[Start of Attachment]
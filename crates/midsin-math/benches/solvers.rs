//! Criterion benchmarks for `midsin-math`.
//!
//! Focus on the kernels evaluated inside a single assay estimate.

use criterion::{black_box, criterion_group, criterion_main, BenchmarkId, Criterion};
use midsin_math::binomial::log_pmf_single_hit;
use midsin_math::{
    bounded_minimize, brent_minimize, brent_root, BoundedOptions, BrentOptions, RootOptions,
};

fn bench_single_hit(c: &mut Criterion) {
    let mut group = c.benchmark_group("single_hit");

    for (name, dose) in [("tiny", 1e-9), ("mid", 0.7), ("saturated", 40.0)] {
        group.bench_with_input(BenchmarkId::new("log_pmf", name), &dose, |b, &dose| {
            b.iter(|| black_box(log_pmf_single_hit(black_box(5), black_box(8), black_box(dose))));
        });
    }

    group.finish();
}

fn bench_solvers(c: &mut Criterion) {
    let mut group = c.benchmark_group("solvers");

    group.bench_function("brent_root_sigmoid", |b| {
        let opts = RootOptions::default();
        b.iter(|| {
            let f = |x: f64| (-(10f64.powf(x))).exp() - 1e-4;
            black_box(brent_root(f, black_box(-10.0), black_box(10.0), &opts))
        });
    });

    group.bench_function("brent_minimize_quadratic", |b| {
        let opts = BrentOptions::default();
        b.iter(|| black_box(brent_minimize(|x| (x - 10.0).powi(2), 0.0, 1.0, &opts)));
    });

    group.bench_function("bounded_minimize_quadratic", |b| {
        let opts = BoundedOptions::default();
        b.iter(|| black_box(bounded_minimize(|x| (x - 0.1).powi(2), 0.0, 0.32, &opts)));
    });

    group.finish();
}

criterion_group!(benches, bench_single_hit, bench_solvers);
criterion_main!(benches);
[End of Attachment]
WORK TO BE COMPLETED :: Take the entries above and return all of them exactly.

SOLUTION ::
filename crates/midsin-math/benches/solvers.rs
//! Criterion benchmarks for `midsin-math`.
//!
//! Focus on the kernels evaluated inside a single assay estimate.

use criterion::{black_box, criterion_group, criterion_main, BenchmarkId, Criterion};
use midsin_math::binomial::log_pmf_single_hit;
use midsin_math::{
    bounded_minimize, brent_minimize, brent_root, BoundedOptions, BrentOptions, RootOptions,
};

fn bench_single_hit(c: &mut Criterion) {
    let mut group = c.benchmark_group("single_hit");

    for (name, dose) in [("tiny", 1e-9), ("mid", 0.7), ("saturated", 40.0)] {
        group.bench_with_input(BenchmarkId::new("log_pmf", name), &dose, |b, &dose| {
            b.iter(|| black_box(log_pmf_single_hit(black_box(5), black_box(8), black_box(dose))));
        });
    }

    group.finish();
}

fn bench_solvers(c: &mut Criterion) {
    let mut group = c.benchmark_group("solvers");

    group.bench_function("brent_root_sigmoid", |b| {
        let opts = RootOptions::default();
        b.iter(|| {
            let f = |x: f64| (-(10f64.powf(x))).exp() - 1e-4;
            black_box(brent_root(f, black_box(-10.0), black_box(10.0), &opts))
        });
    });

    group.bench_function("brent_minimize_quadratic", |b| {
        let opts = BrentOptions::default();
        b.iter(|| black_box(brent_minimize(|x| (x - 10.0).powi(2), 0.0, 1.0, &opts)));
    });

    group.bench_function("bounded_minimize_quadratic", |b| {
        let opts = BoundedOptions::default();
        b.iter(|| black_box(bounded_minimize(|x| (x - 0.1).powi(2), 0.0, 0.32, &opts)));
    });

    group.finish();
}

criterion_group!(benches, bench_single_hit, bench_solvers);
criterion_main!(benches);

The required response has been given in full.